Best way to find a mismatched value that can exist in different locations in a nested dictionary-CodePudding

So I have a dictionary that looks something like the following:

{
    "tigj09j32f0j2": {
        "car": {
            "lead": {
                "version": "1.1"
            }
        },
        "bike": {
            "lead": {
                "version": "2.2"
            }
        },
        "jet_ski": {
            "lead": {
                "version": "3.3"
            }
        }
    },
    "fj983j2r9jfjf": {
        "car": {
            "lead": {
                "version": "1.1"
            }
        },
        "bike": {
            "lead": {
                "version": "2.3"
            }
        },
        "jet_ski": {
            "lead": {
                "version": "3.3"
            }
        }
    }
}

The number of different dictionaries that contain car, bike and jet_ski can be huge and not just two as in my example. The number of different vehicle types can also be much larger. My goal is to find a mismatch in a given type of vehicle version between the different dictionaries. For example for bike the version is different between the two dictionaries.

The way I currently do it is by iterating through all sub-dictionaries in my dictionary and then looking for the version. I save the version in a class dictionary that contains the vehicle type and version and then start comparing to it. I am sure there is a much more elegant and pythonic way to go about this and would appreciate any feedback!

Here is more or less what I am doing:

def is_version_issue(vehicle_type: str, object_json: dict):
    issue = False
    for object_id in object_json:
        current_object = object_json.get(object_id)
        if vehicle_type in current_object:
            current_vehicle_version = current_object.get(vehicle_type).get("lead").get("version")
            # vehicles is a class dictionary that contains the vehicles I am looking for
            if self.vehicles[vehicle_type]:
                if self.vehicles[vehicle_type] == current_vehicle_version:
                    issue = False
                    continue
                else:
                    return True
            self.vehicles[vehicle_type] = current_vehicle_version
            issue = False
    return issue

CodePudding user response：

Well, your solution is not bad. There are a few things I would suggest to improve.

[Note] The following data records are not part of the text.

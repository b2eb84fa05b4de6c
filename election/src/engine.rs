//! Main voting engine implementation

use crate::snapshot::ElectionSnapshot;
use crate::subject::{Subject, SubjectRegistry, SubjectStanding};
use crate::voter::{BallotSlot, Polarity, VoterRecord};
use d21_core::{
    Address, D21Error, D21Result, ElectionConfig, ElectionId, SharedClock, StateVersion,
    SubjectId, Timestamp,
};
use parking_lot::RwLock;
use std::collections::HashMap;
use std::sync::Arc;
use std::time::Duration;
use tokio::sync::mpsc;
use tracing::{debug, info, warn};

/// Events emitted by an election
#[derive(Debug, Clone, PartialEq, Eq)]
pub enum ElectionEvent {
    /// New subject registered
    SubjectRegistered {
        election: ElectionId,
        subject: SubjectId,
        name: String,
    },
    /// Voter made eligible
    VoterRegistered { election: ElectionId, voter: Address },
    /// Vote accepted
    VoteCast {
        election: ElectionId,
        voter: Address,
        subject: SubjectId,
        slot: BallotSlot,
        score: i64,
    },
}

/// Mutable part of an election, guarded by a single lock
#[derive(Debug, Default)]
pub(crate) struct ElectionState {
    pub(crate) subjects: SubjectRegistry,
    pub(crate) voters: HashMap<Address, VoterRecord>,
    pub(crate) version: StateVersion,
}

/// A single D21 election.
///
/// Mutations take the write lock for their whole duration, so they are
/// applied one at a time and either fully succeed or change nothing.
/// Queries share the read lock and always see a consistent state.
pub struct Election {
    id: ElectionId,
    administrator: Address,
    created_at: Timestamp,
    deadline: Timestamp,
    config: ElectionConfig,
    clock: SharedClock,
    state: RwLock<ElectionState>,
    event_tx: Option<mpsc::Sender<ElectionEvent>>,
}

impl Election {
    /// Create a new election opening now
    pub fn new(administrator: Address, config: ElectionConfig, clock: SharedClock) -> Self {
        Self::with_id(ElectionId::generate(), administrator, config, clock)
    }

    /// Create a new election with a given id
    pub fn with_id(
        id: ElectionId,
        administrator: Address,
        config: ElectionConfig,
        clock: SharedClock,
    ) -> Self {
        let created_at = clock.now();
        let deadline = created_at.saturating_add(config.voting_duration());

        info!(
            "Election {} created by {}, voting closes at {}",
            id,
            administrator,
            deadline.to_rfc3339()
        );

        Self {
            id,
            administrator,
            created_at,
            deadline,
            config,
            clock,
            state: RwLock::new(ElectionState::default()),
            event_tx: None,
        }
    }

    /// Rebuild an election from a snapshot
    pub fn restore(snapshot: ElectionSnapshot, clock: SharedClock) -> D21Result<Self> {
        let subjects = SubjectRegistry::from_subjects(snapshot.subjects)?;

        let mut voters = HashMap::with_capacity(snapshot.voters.len());
        for (address, record) in snapshot.voters {
            if !record.is_consistent()
                || record.voted_subjects.iter().any(|s| !subjects.contains(*s))
            {
                return Err(D21Error::DeserializationError(format!(
                    "corrupt vote record for voter {}",
                    address
                )));
            }
            if voters.insert(address, record).is_some() {
                return Err(D21Error::DeserializationError(format!(
                    "voter {} stored twice",
                    address
                )));
            }
        }

        debug!(
            "Restored election {} at {} with {} subjects and {} voters",
            snapshot.id,
            snapshot.version,
            subjects.len(),
            voters.len()
        );

        Ok(Self {
            id: snapshot.id,
            administrator: snapshot.administrator,
            created_at: snapshot.created_at,
            deadline: snapshot.deadline,
            config: snapshot.config,
            clock,
            state: RwLock::new(ElectionState {
                subjects,
                voters,
                version: snapshot.version,
            }),
            event_tx: None,
        })
    }

    /// Set event channel
    pub fn set_event_channel(&mut self, tx: mpsc::Sender<ElectionEvent>) {
        self.event_tx = Some(tx);
    }

    pub fn id(&self) -> ElectionId {
        self.id
    }

    pub fn administrator(&self) -> Address {
        self.administrator
    }

    pub fn created_at(&self) -> Timestamp {
        self.created_at
    }

    pub fn deadline(&self) -> Timestamp {
        self.deadline
    }

    pub fn config(&self) -> &ElectionConfig {
        &self.config
    }

    /// State version, bumped by every successful mutation
    pub fn version(&self) -> StateVersion {
        self.state.read().version
    }

    /// Whether the voting window has elapsed
    pub fn is_closed(&self) -> bool {
        self.clock.now() >= self.deadline
    }

    fn ensure_open(&self) -> D21Result<()> {
        if self.is_closed() {
            return Err(D21Error::VotingClosed);
        }
        Ok(())
    }

    /// Register a new subject. Open to any caller.
    pub fn register_subject(&self, name: &str) -> D21Result<SubjectId> {
        let mut state = self.state.write();

        if self.config.close_subject_registration {
            self.ensure_open()?;
        }

        let id = state.subjects.register(name).map_err(|e| {
            debug!("Subject '{}' rejected in {}: {}", name, self.id, e);
            e
        })?;
        state.version = state.version.next();
        drop(state);

        info!("Subject {} '{}' registered in election {}", id, name, self.id);

        self.emit_event(ElectionEvent::SubjectRegistered {
            election: self.id,
            subject: id,
            name: name.to_string(),
        });

        Ok(id)
    }

    /// Make `voter` eligible. Only the administrator may do this.
    pub fn register_voter(&self, caller: &Address, voter: Address) -> D21Result<()> {
        if *caller != self.administrator {
            warn!(
                "Non-administrator {} tried to register voter {} in {}",
                caller, voter, self.id
            );
            return Err(D21Error::Unauthorized(
                "only the administrator can register voters".into(),
            ));
        }

        let mut state = self.state.write();
        if state.voters.contains_key(&voter) {
            return Err(D21Error::AlreadyRegistered(voter));
        }
        state.voters.insert(voter, VoterRecord::new());
        state.version = state.version.next();
        drop(state);

        info!("Voter {} registered in election {}", voter, self.id);

        self.emit_event(ElectionEvent::VoterRegistered {
            election: self.id,
            voter,
        });

        Ok(())
    }

    /// Whether `identity` is a registered voter
    pub fn is_eligible_voter(&self, identity: &Address) -> bool {
        self.state.read().voters.contains_key(identity)
    }

    /// Whether `identity` may vote at all. Same predicate as [`is_eligible_voter`](Self::is_eligible_voter).
    pub fn can_vote(&self, identity: &Address) -> bool {
        self.is_eligible_voter(identity)
    }

    /// Cast a positive vote, consuming the first or second vote
    pub fn cast_positive_vote(&self, caller: &Address, subject: SubjectId) -> D21Result<BallotSlot> {
        self.cast_vote(caller, subject, Polarity::Positive)
    }

    /// Cast the negative vote, allowed once a positive vote is in
    pub fn cast_negative_vote(&self, caller: &Address, subject: SubjectId) -> D21Result<BallotSlot> {
        self.cast_vote(caller, subject, Polarity::Negative)
    }

    /// Validate and apply one vote. Checks run in a fixed order and nothing
    /// is changed unless all of them pass.
    pub fn cast_vote(
        &self,
        caller: &Address,
        subject: SubjectId,
        polarity: Polarity,
    ) -> D21Result<BallotSlot> {
        let mut state = self.state.write();

        let checked = self.ensure_open().and_then(|_| {
            if !state.subjects.contains(subject) {
                return Err(D21Error::UnknownSubject(subject));
            }
            let record = state.voters.get(caller).ok_or_else(|| {
                D21Error::Unauthorized(format!("{} is not a registered voter", caller))
            })?;
            if record.has_targeted(subject) {
                return Err(D21Error::AlreadyVotedForSubject(subject));
            }
            record.next_slot(polarity)
        });

        let slot = match checked {
            Ok(slot) => slot,
            Err(e) => {
                debug!(
                    "Rejected {} vote from {} for {} in {}: {}",
                    polarity, caller, subject, self.id, e
                );
                return Err(e);
            }
        };

        let score = state.subjects.apply_delta(subject, polarity.delta())?;
        if let Some(record) = state.voters.get_mut(caller) {
            record.record(slot, subject);
        }
        state.version = state.version.next();
        drop(state);

        info!(
            "Vote {:?} from {} for {} in election {} (score now {})",
            slot, caller, subject, self.id, score
        );

        self.emit_event(ElectionEvent::VoteCast {
            election: self.id,
            voter: *caller,
            subject,
            slot,
            score,
        });

        Ok(slot)
    }

    /// Subjects targeted by `identity`, first vote first. Empty for unknown identities.
    pub fn get_voted_subjects(&self, identity: &Address) -> Vec<SubjectId> {
        self.state
            .read()
            .voters
            .get(identity)
            .map(|r| r.voted_subjects.clone())
            .unwrap_or_default()
    }

    /// Time left in the voting window, zero once it has closed
    pub fn get_remaining_time(&self) -> Duration {
        self.deadline.remaining_from(self.clock.now())
    }

    /// Tally sorted by score descending, ties in registration order.
    ///
    /// Readable at any time; before the deadline the result is provisional.
    pub fn get_results(&self) -> Vec<SubjectStanding> {
        self.state.read().subjects.standings()
    }

    /// All subject ids in registration order
    pub fn subjects(&self) -> Vec<SubjectId> {
        self.state.read().subjects.ids()
    }

    /// Look up one subject
    pub fn subject(&self, id: SubjectId) -> Option<Subject> {
        self.state.read().subjects.get(id).cloned()
    }

    /// Vote record of a voter
    pub fn voter(&self, identity: &Address) -> Option<VoterRecord> {
        self.state.read().voters.get(identity).cloned()
    }

    pub fn subject_count(&self) -> usize {
        self.state.read().subjects.len()
    }

    pub fn voter_count(&self) -> usize {
        self.state.read().voters.len()
    }

    /// Consistent serializable image of the election
    pub fn snapshot(&self) -> ElectionSnapshot {
        let state = self.state.read();
        let mut voters: Vec<(Address, VoterRecord)> = state
            .voters
            .iter()
            .map(|(address, record)| (*address, record.clone()))
            .collect();
        voters.sort_by(|a, b| a.0.cmp(&b.0));

        ElectionSnapshot {
            id: self.id,
            administrator: self.administrator,
            created_at: self.created_at,
            deadline: self.deadline,
            config: self.config,
            subjects: state.subjects.all().to_vec(),
            voters,
            version: state.version,
        }
    }

    fn emit_event(&self, event: ElectionEvent) {
        if let Some(tx) = &self.event_tx {
            let _ = tx.try_send(event);
        }
    }
}

/// Shared election handle
pub type SharedElection = Arc<Election>;

/// Create election event channel
pub fn create_election_channel() -> (mpsc::Sender<ElectionEvent>, mpsc::Receiver<ElectionEvent>) {
    mpsc::channel(1024)
}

Iterate over sub-dictionaries directly

You don't seem to use the keys (object_id) at all, so you might as well iterate via dict.values.

No need for the `issue` variable

You can just return your flag once an "issue" is found and otherwise return the opposite at the end of the loop.

Reduce indentation

Use continue in the loop, if the vehicle_type is not present to reduce indentation.

Decide what assumptions are sensible

If you know that each vehicle sub-dictionary will have the lead key and the one below that will have the version key (which you imply by using dict.get multiple times without checking for None first), just use regular dictionary subscript notation ([]).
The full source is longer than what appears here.